Please make a patch for ath10k instead of turning the flag into a no-op in 
mac80211.

The rationale for removal was in fact to avoid patching ath1xk separately, 
given these
are the only drivers using this flag.

I'm aware this is not the nicest approach, do you have any insight if there's a 
downside
to always keeping mac80211 loss detection active?

I however still respect the preferation of keeping this limited to specific 
drivers, I'm
just interested if there's a deeper rationale / problem i did not spot :)

Just to outline the issue this is trying to avoid - Intel clients started 
dropping their
BA sessions sometimes in late 2020 without notifying the AP. The ath10k 
firmware keeps
retransmitting exclusive to the device at the lowest rate while not indicating 
a low-ack
situation to the host-os, avoiding station kickout.

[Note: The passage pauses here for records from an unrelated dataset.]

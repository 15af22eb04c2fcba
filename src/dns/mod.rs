//! Records, messages and errors shared by every part of the simulation.

mod error;
mod message;
mod record;

pub use self::error::Error;
pub use self::message::{Header, Message, Opcode, Question, ResponseCode};
pub use self::record::{Class, ResourceRecord, Type};
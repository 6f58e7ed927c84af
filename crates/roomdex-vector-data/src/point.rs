//! Vector point types and deterministic point IDs

use chrono::{DateTime, Utc};
use serde::{Deserialize, Serialize};
use uuid::Uuid;

/// Namespace for deterministic point ID generation
const ROOMDEX_NAMESPACE: Uuid = Uuid::from_bytes([
    0x6b, 0x1f, 0x2a, 0x9c, 0x41, 0xd3, 0x5e, 0x8f, 0x9a, 0x07, 0xc4, 0x52, 0x3b, 0x6d, 0x81,
    0xe0,
]);

/// Generate a deterministic point ID for a chunk within a dataroom
///
/// UUID v5 over `{dataroom_id}:{chunk_id}`, so re-indexing the same document
/// overwrites its previous points instead of accumulating duplicates.
pub fn generate_point_id(dataroom_id: &str, chunk_id: &str) -> Uuid {
    let data = format!("{dataroom_id}:{chunk_id}");
    Uuid::new_v5(&ROOMDEX_NAMESPACE, data.as_bytes())
}

/// Metadata stored alongside each vector for retrieval-time attribution
#[derive(Debug, Clone, PartialEq, Eq, Serialize, Deserialize)]
pub struct VectorPayload {
    pub chunk_id: String,
    pub document_id: String,
    pub document_name: String,
    pub content_type: String,
    pub dataroom_id: String,
    pub team_id: String,
    pub content: String,
    pub token_count: i64,
    pub created_at: DateTime<Utc>,
}

/// One embedding with its payload, ready for upsert
#[derive(Debug, Clone, PartialEq, Serialize, Deserialize)]
pub struct VectorPoint {
    pub id: Uuid,
    pub vector: Vec<f32>,
    pub payload: VectorPayload,
}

This results in very low 
throughput
for all connected stations (aql enabled) up to DoS of the AP (aql disabled).

My rationale is this: changes to the driver dropping that flag can be 
upstreamed, because your description implies that it fixes a real bug.
A mac80211 patch turning the flag into an no-op will be rejected, since it 
doesn't make any sense to keep the flag around.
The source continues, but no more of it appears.